WHAT THIS TASK INVOLVES: The full listing, reproduced exactly, is what the response must contain.

==================================================

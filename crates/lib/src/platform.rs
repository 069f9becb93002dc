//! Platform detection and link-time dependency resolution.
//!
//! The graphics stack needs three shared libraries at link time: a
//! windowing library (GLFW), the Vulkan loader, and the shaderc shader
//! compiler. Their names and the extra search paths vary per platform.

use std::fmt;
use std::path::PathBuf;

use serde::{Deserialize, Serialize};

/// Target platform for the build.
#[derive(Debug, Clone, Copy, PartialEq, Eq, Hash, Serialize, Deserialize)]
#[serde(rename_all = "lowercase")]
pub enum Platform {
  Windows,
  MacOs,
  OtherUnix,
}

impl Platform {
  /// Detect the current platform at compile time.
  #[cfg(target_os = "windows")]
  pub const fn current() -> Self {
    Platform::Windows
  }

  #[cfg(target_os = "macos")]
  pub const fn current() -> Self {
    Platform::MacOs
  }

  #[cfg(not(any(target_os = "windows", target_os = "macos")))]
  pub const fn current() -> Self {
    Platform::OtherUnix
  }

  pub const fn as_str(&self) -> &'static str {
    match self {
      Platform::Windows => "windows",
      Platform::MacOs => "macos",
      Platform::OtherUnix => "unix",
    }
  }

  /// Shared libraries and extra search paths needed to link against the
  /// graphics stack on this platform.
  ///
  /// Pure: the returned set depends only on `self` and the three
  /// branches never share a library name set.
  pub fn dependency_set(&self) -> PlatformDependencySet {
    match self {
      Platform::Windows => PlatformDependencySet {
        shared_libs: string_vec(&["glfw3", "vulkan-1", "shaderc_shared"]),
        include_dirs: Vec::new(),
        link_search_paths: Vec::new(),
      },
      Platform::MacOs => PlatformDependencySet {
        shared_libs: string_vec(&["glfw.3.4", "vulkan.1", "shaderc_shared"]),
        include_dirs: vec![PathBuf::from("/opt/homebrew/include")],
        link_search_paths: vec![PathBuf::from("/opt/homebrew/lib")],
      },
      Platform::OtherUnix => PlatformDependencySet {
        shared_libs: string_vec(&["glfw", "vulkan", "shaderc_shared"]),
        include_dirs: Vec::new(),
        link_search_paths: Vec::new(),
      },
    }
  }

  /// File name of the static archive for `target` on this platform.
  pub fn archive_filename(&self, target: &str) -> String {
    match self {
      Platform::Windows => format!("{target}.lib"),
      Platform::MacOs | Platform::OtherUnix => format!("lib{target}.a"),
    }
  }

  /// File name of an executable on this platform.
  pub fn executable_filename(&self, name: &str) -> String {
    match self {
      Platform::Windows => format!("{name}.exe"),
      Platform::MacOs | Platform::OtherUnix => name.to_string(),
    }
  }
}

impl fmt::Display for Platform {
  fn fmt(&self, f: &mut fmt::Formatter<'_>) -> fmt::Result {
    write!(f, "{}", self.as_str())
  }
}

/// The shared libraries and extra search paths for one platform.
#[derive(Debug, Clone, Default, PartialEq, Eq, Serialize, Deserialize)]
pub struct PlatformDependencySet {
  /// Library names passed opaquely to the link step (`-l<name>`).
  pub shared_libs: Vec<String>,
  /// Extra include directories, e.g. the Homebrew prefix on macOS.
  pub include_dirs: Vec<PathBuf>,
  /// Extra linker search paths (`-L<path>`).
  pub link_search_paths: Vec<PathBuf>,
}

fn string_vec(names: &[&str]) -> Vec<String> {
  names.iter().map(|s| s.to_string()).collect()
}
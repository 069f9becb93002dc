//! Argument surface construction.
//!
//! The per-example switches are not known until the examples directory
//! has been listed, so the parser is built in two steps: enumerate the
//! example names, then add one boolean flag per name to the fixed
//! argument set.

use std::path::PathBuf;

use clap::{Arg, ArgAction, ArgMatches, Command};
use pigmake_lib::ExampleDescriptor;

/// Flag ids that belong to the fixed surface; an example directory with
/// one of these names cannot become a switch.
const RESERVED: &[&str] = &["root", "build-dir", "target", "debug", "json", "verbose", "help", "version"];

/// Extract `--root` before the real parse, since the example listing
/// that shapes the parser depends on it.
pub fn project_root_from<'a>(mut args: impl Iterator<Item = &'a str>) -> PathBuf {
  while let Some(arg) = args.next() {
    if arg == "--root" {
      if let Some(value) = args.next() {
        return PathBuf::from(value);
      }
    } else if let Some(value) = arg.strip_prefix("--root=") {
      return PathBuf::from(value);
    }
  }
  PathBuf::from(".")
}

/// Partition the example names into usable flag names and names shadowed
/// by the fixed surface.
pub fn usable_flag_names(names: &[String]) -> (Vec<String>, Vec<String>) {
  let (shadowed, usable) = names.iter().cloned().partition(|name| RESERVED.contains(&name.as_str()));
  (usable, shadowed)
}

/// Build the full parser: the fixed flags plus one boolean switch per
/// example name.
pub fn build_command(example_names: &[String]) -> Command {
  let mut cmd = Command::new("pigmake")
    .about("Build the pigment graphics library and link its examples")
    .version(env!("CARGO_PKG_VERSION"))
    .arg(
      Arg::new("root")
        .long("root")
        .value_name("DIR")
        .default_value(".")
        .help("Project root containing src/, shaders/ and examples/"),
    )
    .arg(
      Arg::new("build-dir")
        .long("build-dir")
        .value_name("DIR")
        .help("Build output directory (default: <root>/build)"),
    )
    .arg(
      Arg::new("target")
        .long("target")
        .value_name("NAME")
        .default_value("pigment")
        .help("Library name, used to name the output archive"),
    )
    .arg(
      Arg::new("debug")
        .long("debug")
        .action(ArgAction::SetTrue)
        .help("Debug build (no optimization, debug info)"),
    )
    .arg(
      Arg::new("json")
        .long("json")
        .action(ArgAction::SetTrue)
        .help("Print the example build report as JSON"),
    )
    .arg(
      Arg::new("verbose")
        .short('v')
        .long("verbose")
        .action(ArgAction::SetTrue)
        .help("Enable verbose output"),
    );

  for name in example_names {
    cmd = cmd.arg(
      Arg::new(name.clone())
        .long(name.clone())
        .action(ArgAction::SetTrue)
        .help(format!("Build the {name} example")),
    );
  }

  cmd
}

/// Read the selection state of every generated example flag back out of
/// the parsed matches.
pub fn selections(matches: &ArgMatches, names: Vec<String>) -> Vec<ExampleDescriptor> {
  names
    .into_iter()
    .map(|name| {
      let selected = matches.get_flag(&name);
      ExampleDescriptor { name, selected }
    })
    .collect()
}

==================================================

RESPONSE AREA:
filename crates/lib/src/platform.rs
repository 069f9becb93002dc
//! Platform detection and link-time dependency resolution.
//!
//! The graphics stack needs three shared libraries at link time: a
//! windowing library (GLFW), the Vulkan loader, and the shaderc shader
//! compiler. Their names and the extra search paths vary per platform.

use std::fmt;
use std::path::PathBuf;

use serde::{Deserialize, Serialize};

/// Target platform for the build.
#[derive(Debug, Clone, Copy, PartialEq, Eq, Hash, Serialize, Deserialize)]
#[serde(rename_all = "lowercase")]
pub enum Platform {
  Windows,
  MacOs,
  OtherUnix,
}

impl Platform {
  /// Detect the current platform at compile time.
  #[cfg(target_os = "windows")]
  pub const fn current() -> Self {
    Platform::Windows
  }

  #[cfg(target_os = "macos")]
  pub const fn current() -> Self {
    Platform::MacOs
  }

  #[cfg(not(any(target_os = "windows", target_os = "macos")))]
  pub const fn current() -> Self {
    Platform::OtherUnix
  }

  pub const fn as_str(&self) -> &'static str {
    match self {
      Platform::Windows => "windows",
      Platform::MacOs => "macos",
      Platform::OtherUnix => "unix",
    }
  }

  /// Shared libraries and extra search paths needed to link against the
  /// graphics stack on this platform.
  ///
  /// Pure: the returned set depends only on `self` and the three
  /// branches never share a library name set.
  pub fn dependency_set(&self) -> PlatformDependencySet {
    match self {
      Platform::Windows => PlatformDependencySet {
        shared_libs: string_vec(&["glfw3", "vulkan-1", "shaderc_shared"]),
        include_dirs: Vec::new(),
        link_search_paths: Vec::new(),
      },
      Platform::MacOs => PlatformDependencySet {
        shared_libs: string_vec(&["glfw.3.4", "vulkan.1", "shaderc_shared"]),
        include_dirs: vec![PathBuf::from("/opt/homebrew/include")],
        link_search_paths: vec![PathBuf::from("/opt/homebrew/lib")],
      },
      Platform::OtherUnix => PlatformDependencySet {
        shared_libs: string_vec(&["glfw", "vulkan", "shaderc_shared"]),
        include_dirs: Vec::new(),
        link_search_paths: Vec::new(),
      },
    }
  }

  /// File name of the static archive for `target` on this platform.
  pub fn archive_filename(&self, target: &str) -> String {
    match self {
      Platform::Windows => format!("{target}.lib"),
      Platform::MacOs | Platform::OtherUnix => format!("lib{target}.a"),
    }
  }

  /// File name of an executable on this platform.
  pub fn executable_filename(&self, name: &str) -> String {
    match self {
      Platform::Windows => format!("{name}.exe"),
      Platform::MacOs | Platform::OtherUnix => name.to_string(),
    }
  }
}

impl fmt::Display for Platform {
  fn fmt(&self, f: &mut fmt::Formatter<'_>) -> fmt::Result {
    write!(f, "{}", self.as_str())
  }
}

/// The shared libraries and extra search paths for one platform.
#[derive(Debug, Clone, Default, PartialEq, Eq, Serialize, Deserialize)]
pub struct PlatformDependencySet {
  /// Library names passed opaquely to the link step (`-l<name>`).
  pub shared_libs: Vec<String>,
  /// Extra include directories, e.g. the Homebrew prefix on macOS.
  pub include_dirs: Vec<PathBuf>,
  /// Extra linker search paths (`-L<path>`).
  pub link_search_paths: Vec<PathBuf>,
}

fn string_vec(names: &[&str]) -> Vec<String> {
  names.iter().map(|s| s.to_string()).collect()
}
repository 069f9becb93002dc
//! Argument surface construction.
//!
//! The per-example switches are not known until the examples directory
//! has been listed, so the parser is built in two steps: enumerate the
//! example names, then add one boolean flag per name to the fixed
//! argument set.

use std::path::PathBuf;

use clap::{Arg, ArgAction, ArgMatches, Command};
use pigmake_lib::ExampleDescriptor;

/// Flag ids that belong to the fixed surface; an example directory with
/// one of these names cannot become a switch.
const RESERVED: &[&str] = &["root", "build-dir", "target", "debug", "json", "verbose", "help", "version"];

/// Extract `--root` before the real parse, since the example listing
/// that shapes the parser depends on it.
pub fn project_root_from<'a>(mut args: impl Iterator<Item = &'a str>) -> PathBuf {
  while let Some(arg) = args.next() {
    if arg == "--root" {
      if let Some(value) = args.next() {
        return PathBuf::from(value);
      }
    } else if let Some(value) = arg.strip_prefix("--root=") {
      return PathBuf::from(value);
    }
  }
  PathBuf::from(".")
}

/// Partition the example names into usable flag names and names shadowed
/// by the fixed surface.
pub fn usable_flag_names(names: &[String]) -> (Vec<String>, Vec<String>) {
  let (shadowed, usable) = names.iter().cloned().partition(|name| RESERVED.contains(&name.as_str()));
  (usable, shadowed)
}

/// Build the full parser: the fixed flags plus one boolean switch per
/// example name.
pub fn build_command(example_names: &[String]) -> Command {
  let mut cmd = Command::new("pigmake")
    .about("Build the pigment graphics library and link its examples")
    .version(env!("CARGO_PKG_VERSION"))
    .arg(
      Arg::new("root")
        .long("root")
        .value_name("DIR")
        .default_value(".")
        .help("Project root containing src/, shaders/ and examples/"),
    )
    .arg(
      Arg::new("build-dir")
        .long("build-dir")
        .value_name("DIR")
        .help("Build output directory (default: <root>/build)"),
    )
    .arg(
      Arg::new("target")
        .long("target")
        .value_name("NAME")
        .default_value("pigment")
        .help("Library name, used to name the output archive"),
    )
    .arg(
      Arg::new("debug")
        .long("debug")
        .action(ArgAction::SetTrue)
        .help("Debug build (no optimization, debug info)"),
    )
    .arg(
      Arg::new("json")
        .long("json")
        .action(ArgAction::SetTrue)
        .help("Print the example build report as JSON"),
    )
    .arg(
      Arg::new("verbose")
        .short('v')
        .long("verbose")
        .action(ArgAction::SetTrue)
        .help("Enable verbose output"),
    );

  for name in example_names {
    cmd = cmd.arg(
      Arg::new(name.clone())
        .long(name.clone())
        .action(ArgAction::SetTrue)
        .help(format!("Build the {name} example")),
    );
  }

  cmd
}

/// Read the selection state of every generated example flag back out of
/// the parsed matches.
pub fn selections(matches: &ArgMatches, names: Vec<String>) -> Vec<ExampleDescriptor> {
  names
    .into_iter()
    .map(|name| {
      let selected = matches.get_flag(&name);
      ExampleDescriptor { name, selected }
    })
    .collect()
}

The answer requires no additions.